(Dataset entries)
···

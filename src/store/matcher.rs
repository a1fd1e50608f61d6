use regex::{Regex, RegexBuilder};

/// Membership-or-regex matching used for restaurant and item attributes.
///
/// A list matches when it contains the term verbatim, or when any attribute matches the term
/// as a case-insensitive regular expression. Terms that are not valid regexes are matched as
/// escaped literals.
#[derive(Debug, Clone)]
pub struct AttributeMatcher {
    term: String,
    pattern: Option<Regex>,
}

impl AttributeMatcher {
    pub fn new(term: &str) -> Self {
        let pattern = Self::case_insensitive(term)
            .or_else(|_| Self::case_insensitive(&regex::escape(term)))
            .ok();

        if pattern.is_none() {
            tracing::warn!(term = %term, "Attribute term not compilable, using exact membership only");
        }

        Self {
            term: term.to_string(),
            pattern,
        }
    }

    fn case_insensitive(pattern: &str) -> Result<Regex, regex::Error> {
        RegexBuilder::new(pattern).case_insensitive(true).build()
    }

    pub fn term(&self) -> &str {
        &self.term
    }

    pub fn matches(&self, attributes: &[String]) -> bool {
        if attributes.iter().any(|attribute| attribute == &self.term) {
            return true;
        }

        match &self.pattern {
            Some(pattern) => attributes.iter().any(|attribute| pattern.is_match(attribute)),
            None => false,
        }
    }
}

···

What to produce: Give the number of lines above that contain "matches", and nothing more.

Worked solution: 2